> _TASK DESCRIPTION_
Determine how many lines in the entries below contain "PublicDatabase", and output only that number.

ENTRIES PROVIDED START

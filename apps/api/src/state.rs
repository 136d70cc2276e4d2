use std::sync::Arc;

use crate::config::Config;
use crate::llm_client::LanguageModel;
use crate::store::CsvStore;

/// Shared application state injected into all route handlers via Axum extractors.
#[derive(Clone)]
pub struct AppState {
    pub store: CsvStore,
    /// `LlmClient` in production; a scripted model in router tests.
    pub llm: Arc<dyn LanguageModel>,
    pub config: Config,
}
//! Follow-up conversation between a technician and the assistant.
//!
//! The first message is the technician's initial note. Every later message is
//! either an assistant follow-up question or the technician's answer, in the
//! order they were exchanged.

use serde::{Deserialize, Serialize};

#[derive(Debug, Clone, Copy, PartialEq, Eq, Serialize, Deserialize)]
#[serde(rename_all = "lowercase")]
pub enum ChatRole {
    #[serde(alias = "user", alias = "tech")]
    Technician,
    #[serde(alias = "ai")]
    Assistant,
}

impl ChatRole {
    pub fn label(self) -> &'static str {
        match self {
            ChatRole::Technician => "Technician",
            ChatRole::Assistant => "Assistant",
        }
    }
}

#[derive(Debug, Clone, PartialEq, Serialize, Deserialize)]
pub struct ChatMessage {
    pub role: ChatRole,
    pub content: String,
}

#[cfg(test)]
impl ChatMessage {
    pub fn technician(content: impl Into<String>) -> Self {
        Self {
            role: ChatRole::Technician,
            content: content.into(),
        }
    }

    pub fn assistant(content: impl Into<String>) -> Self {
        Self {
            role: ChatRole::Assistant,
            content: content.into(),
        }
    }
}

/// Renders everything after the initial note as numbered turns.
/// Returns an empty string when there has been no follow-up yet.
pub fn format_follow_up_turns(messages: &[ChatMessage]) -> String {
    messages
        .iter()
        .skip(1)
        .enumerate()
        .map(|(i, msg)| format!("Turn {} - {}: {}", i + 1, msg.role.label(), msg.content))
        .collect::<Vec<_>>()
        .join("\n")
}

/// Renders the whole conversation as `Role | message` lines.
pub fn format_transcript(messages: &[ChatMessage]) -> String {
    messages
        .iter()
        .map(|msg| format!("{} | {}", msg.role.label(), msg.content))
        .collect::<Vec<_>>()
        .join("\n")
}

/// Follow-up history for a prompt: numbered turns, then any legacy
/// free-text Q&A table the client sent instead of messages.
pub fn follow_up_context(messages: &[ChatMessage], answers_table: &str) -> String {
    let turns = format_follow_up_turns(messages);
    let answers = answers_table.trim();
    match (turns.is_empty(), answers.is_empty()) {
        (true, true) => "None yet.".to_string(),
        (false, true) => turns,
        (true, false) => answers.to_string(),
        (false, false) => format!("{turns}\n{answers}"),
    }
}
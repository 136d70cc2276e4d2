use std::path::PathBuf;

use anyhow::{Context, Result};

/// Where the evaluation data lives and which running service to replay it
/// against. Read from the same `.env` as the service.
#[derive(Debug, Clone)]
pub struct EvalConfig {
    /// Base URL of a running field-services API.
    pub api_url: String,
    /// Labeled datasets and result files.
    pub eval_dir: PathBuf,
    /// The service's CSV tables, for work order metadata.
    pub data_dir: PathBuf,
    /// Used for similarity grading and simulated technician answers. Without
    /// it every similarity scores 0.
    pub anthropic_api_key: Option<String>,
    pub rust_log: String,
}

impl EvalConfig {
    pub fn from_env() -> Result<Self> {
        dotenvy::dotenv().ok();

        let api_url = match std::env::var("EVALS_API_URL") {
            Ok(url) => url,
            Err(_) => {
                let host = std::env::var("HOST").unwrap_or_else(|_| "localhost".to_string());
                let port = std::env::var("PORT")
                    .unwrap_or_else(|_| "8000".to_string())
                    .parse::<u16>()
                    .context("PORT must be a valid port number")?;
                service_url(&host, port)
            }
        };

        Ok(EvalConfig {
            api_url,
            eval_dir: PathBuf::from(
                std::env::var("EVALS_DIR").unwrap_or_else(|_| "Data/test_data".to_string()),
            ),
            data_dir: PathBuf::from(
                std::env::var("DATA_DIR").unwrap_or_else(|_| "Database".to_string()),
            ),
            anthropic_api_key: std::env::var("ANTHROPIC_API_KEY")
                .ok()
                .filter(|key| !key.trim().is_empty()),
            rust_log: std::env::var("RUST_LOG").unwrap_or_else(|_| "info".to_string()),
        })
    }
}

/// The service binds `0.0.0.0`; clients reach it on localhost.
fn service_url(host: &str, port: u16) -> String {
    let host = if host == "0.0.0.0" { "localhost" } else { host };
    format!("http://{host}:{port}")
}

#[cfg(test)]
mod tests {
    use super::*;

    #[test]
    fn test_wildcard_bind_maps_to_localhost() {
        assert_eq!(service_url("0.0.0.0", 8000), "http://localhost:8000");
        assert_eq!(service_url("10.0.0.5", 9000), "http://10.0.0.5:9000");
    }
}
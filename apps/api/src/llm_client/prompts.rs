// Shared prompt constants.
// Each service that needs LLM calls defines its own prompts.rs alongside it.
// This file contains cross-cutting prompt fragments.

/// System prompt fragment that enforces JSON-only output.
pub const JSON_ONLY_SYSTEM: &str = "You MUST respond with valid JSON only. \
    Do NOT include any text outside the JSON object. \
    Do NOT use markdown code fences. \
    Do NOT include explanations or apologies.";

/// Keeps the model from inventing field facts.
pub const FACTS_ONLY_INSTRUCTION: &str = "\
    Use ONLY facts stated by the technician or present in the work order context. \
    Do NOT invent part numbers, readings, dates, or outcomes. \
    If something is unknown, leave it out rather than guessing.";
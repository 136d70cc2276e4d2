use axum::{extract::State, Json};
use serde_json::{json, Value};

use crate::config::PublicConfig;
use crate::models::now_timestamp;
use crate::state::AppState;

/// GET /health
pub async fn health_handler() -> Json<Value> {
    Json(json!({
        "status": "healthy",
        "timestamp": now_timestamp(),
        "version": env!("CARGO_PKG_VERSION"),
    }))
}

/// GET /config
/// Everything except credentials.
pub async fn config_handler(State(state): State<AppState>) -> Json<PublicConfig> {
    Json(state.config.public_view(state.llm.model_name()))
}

ENTRIES PROVIDED END
ENTRIES PROVIDED START

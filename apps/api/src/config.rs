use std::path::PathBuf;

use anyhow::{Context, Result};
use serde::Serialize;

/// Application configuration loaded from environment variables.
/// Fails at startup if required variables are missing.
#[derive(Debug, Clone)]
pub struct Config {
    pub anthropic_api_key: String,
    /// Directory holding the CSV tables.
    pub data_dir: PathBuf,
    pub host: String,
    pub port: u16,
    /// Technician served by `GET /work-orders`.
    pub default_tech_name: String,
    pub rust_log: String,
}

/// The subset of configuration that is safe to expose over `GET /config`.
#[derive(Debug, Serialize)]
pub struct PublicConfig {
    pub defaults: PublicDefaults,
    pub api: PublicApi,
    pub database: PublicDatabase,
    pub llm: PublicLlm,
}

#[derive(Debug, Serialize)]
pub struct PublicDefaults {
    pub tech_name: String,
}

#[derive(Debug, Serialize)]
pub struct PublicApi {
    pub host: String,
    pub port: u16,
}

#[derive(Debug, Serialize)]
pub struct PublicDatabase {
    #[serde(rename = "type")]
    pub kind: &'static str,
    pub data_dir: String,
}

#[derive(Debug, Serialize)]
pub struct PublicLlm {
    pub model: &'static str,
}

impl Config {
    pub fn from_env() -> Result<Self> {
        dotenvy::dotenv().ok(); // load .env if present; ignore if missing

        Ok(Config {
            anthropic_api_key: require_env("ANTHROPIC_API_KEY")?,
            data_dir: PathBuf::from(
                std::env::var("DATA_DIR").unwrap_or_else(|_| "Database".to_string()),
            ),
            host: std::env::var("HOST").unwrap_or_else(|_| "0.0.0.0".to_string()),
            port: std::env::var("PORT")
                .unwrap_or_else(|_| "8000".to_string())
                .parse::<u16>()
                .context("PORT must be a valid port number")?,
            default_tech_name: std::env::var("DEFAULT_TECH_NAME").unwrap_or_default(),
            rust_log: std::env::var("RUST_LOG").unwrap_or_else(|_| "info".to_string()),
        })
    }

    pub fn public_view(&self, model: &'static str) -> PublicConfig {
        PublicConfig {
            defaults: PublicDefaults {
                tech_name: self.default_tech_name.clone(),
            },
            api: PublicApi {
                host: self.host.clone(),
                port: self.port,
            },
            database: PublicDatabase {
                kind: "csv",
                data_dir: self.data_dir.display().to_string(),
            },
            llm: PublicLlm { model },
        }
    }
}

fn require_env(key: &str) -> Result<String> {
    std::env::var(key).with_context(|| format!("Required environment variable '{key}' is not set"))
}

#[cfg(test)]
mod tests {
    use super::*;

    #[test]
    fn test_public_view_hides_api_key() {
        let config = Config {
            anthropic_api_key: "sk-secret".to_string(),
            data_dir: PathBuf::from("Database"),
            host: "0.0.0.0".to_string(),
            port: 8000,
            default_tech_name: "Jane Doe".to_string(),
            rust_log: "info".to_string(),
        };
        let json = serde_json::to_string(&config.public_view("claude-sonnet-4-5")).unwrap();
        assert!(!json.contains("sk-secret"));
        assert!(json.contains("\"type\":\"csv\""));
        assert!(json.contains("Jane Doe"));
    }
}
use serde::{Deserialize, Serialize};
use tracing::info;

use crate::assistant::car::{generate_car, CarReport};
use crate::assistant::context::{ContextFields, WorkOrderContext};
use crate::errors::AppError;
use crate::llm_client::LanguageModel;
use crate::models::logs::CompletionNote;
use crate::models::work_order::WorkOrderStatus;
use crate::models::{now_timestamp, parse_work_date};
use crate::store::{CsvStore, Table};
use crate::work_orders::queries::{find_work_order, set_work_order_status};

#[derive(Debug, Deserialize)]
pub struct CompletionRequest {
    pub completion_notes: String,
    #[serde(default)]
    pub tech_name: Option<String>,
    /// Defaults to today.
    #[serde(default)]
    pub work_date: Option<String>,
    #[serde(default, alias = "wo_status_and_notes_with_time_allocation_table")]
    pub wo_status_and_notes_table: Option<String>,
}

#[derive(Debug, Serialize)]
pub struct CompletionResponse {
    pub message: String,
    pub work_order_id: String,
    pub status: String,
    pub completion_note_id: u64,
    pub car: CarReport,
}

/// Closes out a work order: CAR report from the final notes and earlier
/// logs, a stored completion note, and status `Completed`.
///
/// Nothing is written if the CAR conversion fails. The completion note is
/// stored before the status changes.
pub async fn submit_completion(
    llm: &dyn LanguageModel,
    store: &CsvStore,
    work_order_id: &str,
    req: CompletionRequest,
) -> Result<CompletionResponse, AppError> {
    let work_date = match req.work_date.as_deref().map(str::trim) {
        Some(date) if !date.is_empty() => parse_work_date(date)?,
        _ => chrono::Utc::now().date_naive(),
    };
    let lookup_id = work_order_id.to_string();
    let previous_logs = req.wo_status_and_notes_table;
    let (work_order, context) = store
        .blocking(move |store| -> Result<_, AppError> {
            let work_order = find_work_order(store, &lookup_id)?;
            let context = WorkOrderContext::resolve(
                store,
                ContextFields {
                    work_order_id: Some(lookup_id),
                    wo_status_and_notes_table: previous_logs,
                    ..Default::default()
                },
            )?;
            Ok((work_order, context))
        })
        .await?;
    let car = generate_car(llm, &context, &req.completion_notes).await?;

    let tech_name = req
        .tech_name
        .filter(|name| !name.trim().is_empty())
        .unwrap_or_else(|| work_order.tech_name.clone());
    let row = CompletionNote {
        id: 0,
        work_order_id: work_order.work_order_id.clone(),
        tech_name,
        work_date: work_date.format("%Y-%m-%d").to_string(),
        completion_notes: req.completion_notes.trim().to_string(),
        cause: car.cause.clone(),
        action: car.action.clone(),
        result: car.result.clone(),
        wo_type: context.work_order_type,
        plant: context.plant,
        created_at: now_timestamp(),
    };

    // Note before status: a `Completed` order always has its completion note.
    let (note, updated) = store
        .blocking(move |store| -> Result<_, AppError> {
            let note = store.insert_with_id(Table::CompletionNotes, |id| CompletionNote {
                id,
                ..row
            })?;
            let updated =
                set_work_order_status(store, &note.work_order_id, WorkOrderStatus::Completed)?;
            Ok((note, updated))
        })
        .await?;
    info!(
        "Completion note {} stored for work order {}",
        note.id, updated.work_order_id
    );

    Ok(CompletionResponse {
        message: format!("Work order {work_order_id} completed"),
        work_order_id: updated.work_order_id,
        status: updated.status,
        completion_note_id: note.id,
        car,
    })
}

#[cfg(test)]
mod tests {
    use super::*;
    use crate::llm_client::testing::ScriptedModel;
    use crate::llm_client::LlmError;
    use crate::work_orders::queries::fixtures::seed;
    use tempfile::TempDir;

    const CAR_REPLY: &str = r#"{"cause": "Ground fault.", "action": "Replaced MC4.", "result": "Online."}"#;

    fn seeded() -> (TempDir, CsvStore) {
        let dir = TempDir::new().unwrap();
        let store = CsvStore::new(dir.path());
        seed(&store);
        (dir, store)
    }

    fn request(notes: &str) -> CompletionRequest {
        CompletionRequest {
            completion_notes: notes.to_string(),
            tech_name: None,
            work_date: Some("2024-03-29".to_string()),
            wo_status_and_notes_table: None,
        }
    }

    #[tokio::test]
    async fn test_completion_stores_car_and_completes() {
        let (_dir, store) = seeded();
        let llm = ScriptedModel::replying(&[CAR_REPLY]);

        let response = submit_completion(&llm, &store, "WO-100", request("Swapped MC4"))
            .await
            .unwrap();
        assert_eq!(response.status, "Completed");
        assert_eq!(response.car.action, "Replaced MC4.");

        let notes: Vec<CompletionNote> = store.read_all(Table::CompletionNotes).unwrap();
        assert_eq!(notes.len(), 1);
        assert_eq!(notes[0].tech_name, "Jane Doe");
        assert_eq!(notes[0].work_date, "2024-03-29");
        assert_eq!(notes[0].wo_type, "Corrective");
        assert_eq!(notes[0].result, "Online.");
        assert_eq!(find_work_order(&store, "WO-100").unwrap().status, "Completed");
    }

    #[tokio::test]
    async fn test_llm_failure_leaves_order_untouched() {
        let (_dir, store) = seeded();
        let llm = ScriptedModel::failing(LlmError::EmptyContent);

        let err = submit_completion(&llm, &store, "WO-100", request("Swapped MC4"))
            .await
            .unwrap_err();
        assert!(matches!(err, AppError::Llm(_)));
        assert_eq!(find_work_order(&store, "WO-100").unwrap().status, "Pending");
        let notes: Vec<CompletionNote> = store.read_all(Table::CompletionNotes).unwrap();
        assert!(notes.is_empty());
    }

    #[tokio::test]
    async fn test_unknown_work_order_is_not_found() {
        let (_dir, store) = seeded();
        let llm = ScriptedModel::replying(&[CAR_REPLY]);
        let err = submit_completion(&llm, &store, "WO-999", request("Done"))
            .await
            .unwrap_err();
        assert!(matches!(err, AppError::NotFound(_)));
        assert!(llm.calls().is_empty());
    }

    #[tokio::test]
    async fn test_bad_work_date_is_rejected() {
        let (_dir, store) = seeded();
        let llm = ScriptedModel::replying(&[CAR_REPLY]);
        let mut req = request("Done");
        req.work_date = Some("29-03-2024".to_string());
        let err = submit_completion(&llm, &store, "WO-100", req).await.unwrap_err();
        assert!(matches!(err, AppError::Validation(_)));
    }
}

ENTRIES PROVIDED END

> _SOLVED EXERCISE_
3